Obama never stood a chance with Israel's analysts
By Gideon Levy
March 25, 2013

U.S. President Barack Obama never stood a chance. It was not Israeli public opinion he had to conquer, not Prime Minister Benjamin Netanyahu to persuade. His assignment was to break down the iron wall of Israeli political commentators, and that is a mission impossible even for a statesman of his caliber.

Barely did he finish his resounding speech before it was engulfed in waves of sour, skeptical, judgmental negativity from our studio analysts. If anyone tries to talk about hope, peace and justice, they’ll tell you how “naive” and “childish” it is. After all, these carefully selected studio pundits − experienced journalists, university professors, retired army generals − know their stuff. They always say what is expected of them. ‏(Otherwise they won’t be invited back.‏) They generally know everything, and they did not disappoint.

They know things that we simple listeners, who thrilled to Obama’s words, do not. They are graduates of the Israeli education system, which taught them that in 1948 we were the few against the many ‏(a lie‏) and that all the refugees fled from their villages ‏(another lie‏). To them, the nakba is no more than a Palestinian PR stunt. So is the occupation.

As adults these pundits cozied up to the politicians, from whom they learned that former Prime Minister Ehud Barak left no stone unturned in his desire to make peace ‏(a lie‏) and that former Prime Minister Ehud Olmert offered Palestinian President Mahmoud Abbas the moon ‏(another lie‏); that there is no Palestinian partner for peace and that Israel is a peace-loving nation ‏(lie, lie‏).

Our pundits have met few, if any, Palestinians. They have never been to the occupied territories and they have no idea of the damage Israel is doing there. Nor do they know much about international opinion other than that it is anti-Semitic, of course.

The Arab affairs commentator, by the way, is always Jewish, as if there were no Arab intellectuals or commentators in Israel. The occasional Palestinian interviewee will always be treated dismissively and patronizingly.

Our analysts do not believe in peace, because there is no one ‏(on the Arab side‏) to make peace with and nothing to make peace over. They know only that all Arabs want to destroy us, or at the very least to throw us into the sea. After all, they “know” the Arabs.

Our military analysts can magnify every danger, from a collection of rusty rifles captured on a rickety boat at sea to Iranian weapons transported in tunnels to Hamas and up to the goings-on in Iran’s Bushehr nuclear power plant. They know that a very, very strong Israel is the only solution.

But then the U.S. president came and tried to reshuffle the deck, to raise ideas of the like that have not even been considered in these parts.

The response was immediate. First, the generals stormed the radio and television studios. Why generals, when the talk was of hope and justice? What do they have to do with these concepts? Don’t we have enough of the generals when Israel attacks the Gaza Strip and calls it “war”? Why are we seeing Israel Ziv, Aharon Zeevi Farkash and of course the immortal Giora Eiland yet again?

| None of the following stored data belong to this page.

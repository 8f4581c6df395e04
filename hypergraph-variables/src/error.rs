//! The error taxonomy of the engine.
//!
//! Malformed declarations and wrong substitution arity are contract
//! violations: the caller handed over data the grammar forbids, and
//! the operation aborts.  A type mismatch during substitution is
//! different: pattern search tries and rejects candidate bindings as
//! ordinary control flow, so that failure is a variant callers are
//! expected to match on, not a fault to propagate blindly.

use crate::ground::{TermArena, TermId};
use thiserror::Error as ThisError;

#[derive(Clone, Debug, Eq, PartialEq, ThisError)]
pub enum Error {
    /// The declaration term has a shape the grammar does not allow.
    #[error("malformed declaration: {0}")]
    MalformedDeclaration(String),

    /// The number of substitution values does not match the declared
    /// variable count.
    #[error("expected {expected} substitution values, got {got}")]
    ArityMismatch { expected: usize, got: usize },

    /// Substitution values failed the declared type restrictions.
    /// This is the candidate-filtering branch, not a fault.
    #[error("substitution values do not satisfy the declared type restrictions")]
    TypeMismatch,
}

impl Error {
    /// A malformed-declaration error describing the offending node.
    pub(crate) fn malformed(graph: &TermArena, offender: TermId, expected: &str) -> Self {
        Error::MalformedDeclaration(format!("{}, got {}", expected, graph.display(offender)))
    }
}

#[test]
fn test_display_names_the_offender() {
    let mut arena = TermArena::new();
    let x = arena.variable("$x");
    let error = Error::malformed(&arena, x, "expected a type specifier");
    assert_eq!(
        error.to_string(),
        "malformed declaration: expected a type specifier, got (Variable \"$x\")"
    );

    let arity = Error::ArityMismatch {
        expected: 2,
        got: 3,
    };
    assert_eq!(
        arity.to_string(),
        "expected 2 substitution values, got 3"
    );
}
//! Per-variable type restrictions.
//!
//! A variable's restriction is one record holding every constraint
//! category attached to it: the simple nominal-kind set, the deep
//! structural signatures, the fuzzy similarity templates, and the glob
//! match-count interval.  Keeping the categories in a single record,
//! rather than one side table per category, means a merge or an erase
//! cannot leave a variable half-updated.
//!
//! Categories compose as a union: a candidate value is admitted as
//! soon as any present category accepts it, and rejected only if at
//! least one category is present and none accepts.  An absent category
//! imposes nothing; a present-but-empty simple set is the bottom type
//! and admits nothing.

use super::interval::Interval;
use crate::ground::{KindSet, TermArena, TermId};
use std::collections::BTreeSet;

#[derive(Clone, Debug, Default, Eq, PartialEq)]
pub struct Restriction {
    pub(crate) kinds: Option<KindSet>,
    pub(crate) signatures: Option<BTreeSet<TermId>>,
    pub(crate) fuzzy: Option<BTreeSet<TermId>>,
    pub(crate) interval: Option<Interval>,
}

impl Restriction {
    /// The simple nominal-kind set, if that category is present.
    #[must_use]
    pub fn kinds(&self) -> Option<&KindSet> {
        self.kinds.as_ref()
    }

    /// The deep structural signatures, if that category is present.
    #[must_use]
    pub fn signatures(&self) -> Option<&BTreeSet<TermId>> {
        self.signatures.as_ref()
    }

    /// The similarity templates, if that category is present.  Parsed
    /// and stored, but never matched; see [`Restriction::admits`].
    #[must_use]
    pub fn fuzzy(&self) -> Option<&BTreeSet<TermId>> {
        self.fuzzy.as_ref()
    }

    /// The declared match-count interval, if any.
    #[must_use]
    pub fn interval(&self) -> Option<Interval> {
        self.interval
    }

    /// True when no category is recorded; such a record carries no
    /// information and is never stored.
    pub(crate) fn is_vacuous(&self) -> bool {
        self.kinds.is_none()
            && self.signatures.is_none()
            && self.fuzzy.is_none()
            && self.interval.is_none()
    }

    /// True when the simple set narrowed to nothing.
    #[must_use]
    pub fn is_bottom(&self) -> bool {
        match &self.kinds {
            Some(kinds) => kinds.is_empty(),
            None => false,
        }
    }

    /// Whether a single candidate value passes the present categories.
    ///
    /// # Panics
    ///
    /// Exercising a fuzzy restriction is fatal: similarity matching is
    /// declared in the grammar but intentionally not implemented.
    pub(crate) fn admits(&self, graph: &TermArena, value: TermId) -> bool {
        let mut constrained = false;

        if let Some(kinds) = &self.kinds {
            if kinds.contains(&graph.kind(value)) {
                return true;
            }
            constrained = true;
        }

        if let Some(signatures) = &self.signatures {
            if signatures
                .iter()
                .any(|&signature| graph.signature_match(signature, value))
            {
                return true;
            }
            constrained = true;
        }

        if self.fuzzy.is_some() {
            unimplemented!("similarity matching for fuzzy type restrictions");
        }

        !constrained
    }
}

#[cfg(test)]
fn kind_set(kinds: &[crate::ground::Kind]) -> KindSet {
    kinds.iter().copied().collect()
}

#[test]
fn test_untyped_admits_anything() {
    let mut arena = TermArena::new();
    let concept = arena.kinds_mut().register("Concept", &[]);
    let tiger = arena.node(concept, "tiger");

    let restriction = Restriction::default();
    assert!(restriction.is_vacuous());
    assert!(!restriction.is_bottom());
    assert!(restriction.admits(&arena, tiger));
}

#[test]
fn test_simple_kind_membership() {
    let mut arena = TermArena::new();
    let concept = arena.kinds_mut().register("Concept", &[]);
    let predicate = arena.kinds_mut().register("Predicate", &[]);
    let tiger = arena.node(concept, "tiger");
    let eats = arena.node(predicate, "eats");

    let restriction = Restriction {
        kinds: Some(kind_set(&[concept])),
        ..Restriction::default()
    };
    assert!(restriction.admits(&arena, tiger));
    assert!(!restriction.admits(&arena, eats));
}

#[test]
fn test_bottom_admits_nothing() {
    let mut arena = TermArena::new();
    let concept = arena.kinds_mut().register("Concept", &[]);
    let tiger = arena.node(concept, "tiger");

    let restriction = Restriction {
        kinds: Some(KindSet::new()),
        ..Restriction::default()
    };
    assert!(restriction.is_bottom());
    assert!(!restriction.admits(&arena, tiger));
}

#[test]
fn test_signature_rescues_simple_mismatch() {
    use crate::ground::Kind;

    let mut arena = TermArena::new();
    let concept = arena.kinds_mut().register("Concept", &[]);
    let predicate = arena.kinds_mut().register("Predicate", &[]);
    let eats = arena.node(predicate, "eats");

    let predicate_tag = arena.type_tag(Kind::TYPE, predicate);
    let signature = arena.link(Kind::SIGNATURE, vec![predicate_tag]);

    // The simple set rejects, the signature accepts: union semantics.
    let restriction = Restriction {
        kinds: Some(kind_set(&[concept])),
        signatures: Some([signature].iter().copied().collect()),
        ..Restriction::default()
    };
    assert!(restriction.admits(&arena, eats));
}

#[test]
#[should_panic(expected = "similarity matching")]
fn test_fuzzy_restriction_is_fatal() {
    use crate::ground::Kind;

    let mut arena = TermArena::new();
    let concept = arena.kinds_mut().register("Concept", &[]);
    let tiger = arena.node(concept, "tiger");
    let fuzzy = arena.link(Kind::FUZZY, vec![tiger]);

    let restriction = Restriction {
        fuzzy: Some([fuzzy].iter().copied().collect()),
        ..Restriction::default()
    };
    restriction.admits(&arena, tiger);
}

What could they possibly understand about what Obama is trying to tell us? After all, anchorman Danny Kushmaro’s berating of Obama for not mentioning “Palestinian violence against the settlers” was sufficient to bring us back to earth.

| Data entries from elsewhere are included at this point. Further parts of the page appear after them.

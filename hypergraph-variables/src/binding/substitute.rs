//! Substitution of bound values into templates.
//!
//! Substitution is purely syntactic: every unquoted occurrence of a
//! declared variable is replaced by its positionally corresponding
//! value, and nothing is evaluated.  Values are validated against the
//! declared restrictions first.  The result is a fresh interned term
//! the caller owns; nothing else in the graph is touched.

use super::variables::Variables;
use crate::error::Error;
use crate::ground::{Quotation, TermArena, TermId};
use log::trace;
use std::collections::HashMap;
use std::hash::BuildHasher;

impl Variables {
    /// Replaces each declared variable with the positionally
    /// corresponding value, at every unquoted occurrence in
    /// `template`.
    ///
    /// # Errors
    ///
    /// [`Error::ArityMismatch`] when the value count differs from the
    /// declared count; [`Error::TypeMismatch`] when the values fail
    /// the declared restrictions.  The latter is the filtering branch:
    /// callers trying candidate bindings match on it and move on.
    pub fn substitute(
        &self,
        graph: &mut TermArena,
        template: TermId,
        values: &[TermId],
    ) -> Result<TermId, Error> {
        self.check_arity(values)?;
        if !self.is_type_sequence(graph, values) {
            return Err(Error::TypeMismatch);
        }
        trace!("substituting {} values", values.len());
        Ok(self.replace(graph, template, values, Quotation::new()))
    }

    /// Like [`Variables::substitute`], with the bindings given as a
    /// map.  The map is linearised into declaration order first;
    /// unmapped variables are bound to themselves.
    ///
    /// # Errors
    ///
    /// As for [`Variables::substitute`].
    pub fn substitute_map<H: BuildHasher>(
        &self,
        graph: &mut TermArena,
        template: TermId,
        bindings: &HashMap<TermId, TermId, H>,
    ) -> Result<TermId, Error> {
        let values = self.make_sequence(bindings);
        self.substitute(graph, template, &values)
    }

    /// Substitution without type validation; the arity contract still
    /// holds.
    ///
    /// # Errors
    ///
    /// [`Error::ArityMismatch`] when the value count differs from the
    /// declared count.
    pub fn substitute_unchecked(
        &self,
        graph: &mut TermArena,
        template: TermId,
        values: &[TermId],
    ) -> Result<TermId, Error> {
        self.check_arity(values)?;
        Ok(self.replace(graph, template, values, Quotation::new()))
    }

    /// Linearises a binding map into declaration order.  Variables the
    /// map does not mention are bound to themselves.
    #[must_use]
    pub fn make_sequence<H: BuildHasher>(
        &self,
        bindings: &HashMap<TermId, TermId, H>,
    ) -> Vec<TermId> {
        self.variables()
            .iter()
            .map(|var| bindings.get(var).copied().unwrap_or(*var))
            .collect()
    }

    fn check_arity(&self, values: &[TermId]) -> Result<(), Error> {
        if values.len() == self.len() {
            Ok(())
        } else {
            Err(Error::ArityMismatch {
                expected: self.len(),
                got: values.len(),
            })
        }
    }

    fn replace(
        &self,
        graph: &mut TermArena,
        term: TermId,
        values: &[TermId],
        quotation: Quotation,
    ) -> TermId {
        if quotation.is_unquoted() {
            if let Some(position) = self.position(term) {
                return values[position];
            }
        }

        if !graph.is_link(term) {
            return term;
        }

        let kind = graph.kind(term);
        let children: Vec<TermId> = graph.children(term).to_vec();
        let child_quotation = quotation.descend(kind);
        let replaced: Vec<TermId> = children
            .iter()
            .map(|&child| self.replace(graph, child, values, child_quotation))
            .collect();

        if replaced == children {
            term
        } else {
            graph.link(kind, replaced)
        }
    }
}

Then came the insights: Obama is “cold” and “calculated,” America is becoming isolationist, the speech was just a speech − and that’s without mentioning all the threats we face, just in case you forgot.

Anyone who tried to speak differently − American-studies scholar Yael Sternhell or international commentator Arad Nir − were roundly disparaged by those who understand these things. And really, how naive it was of you to be amazed and even moved by Obama. Nir said he had to choke back tears, more’s the shame. But trust our analyst to put an end to that.

Obama’s speech, approximately 50 minutes of hope, may have created a crack in the Israeli consciousness. But immediately afterward came the panels discussions, a blend of cynicism and Zionism trapped in their own stories like a mirror image of all the barriers Obama tried to break down. You wanted hope? You’ll get Eiland. He’ll explain the facts of life to you.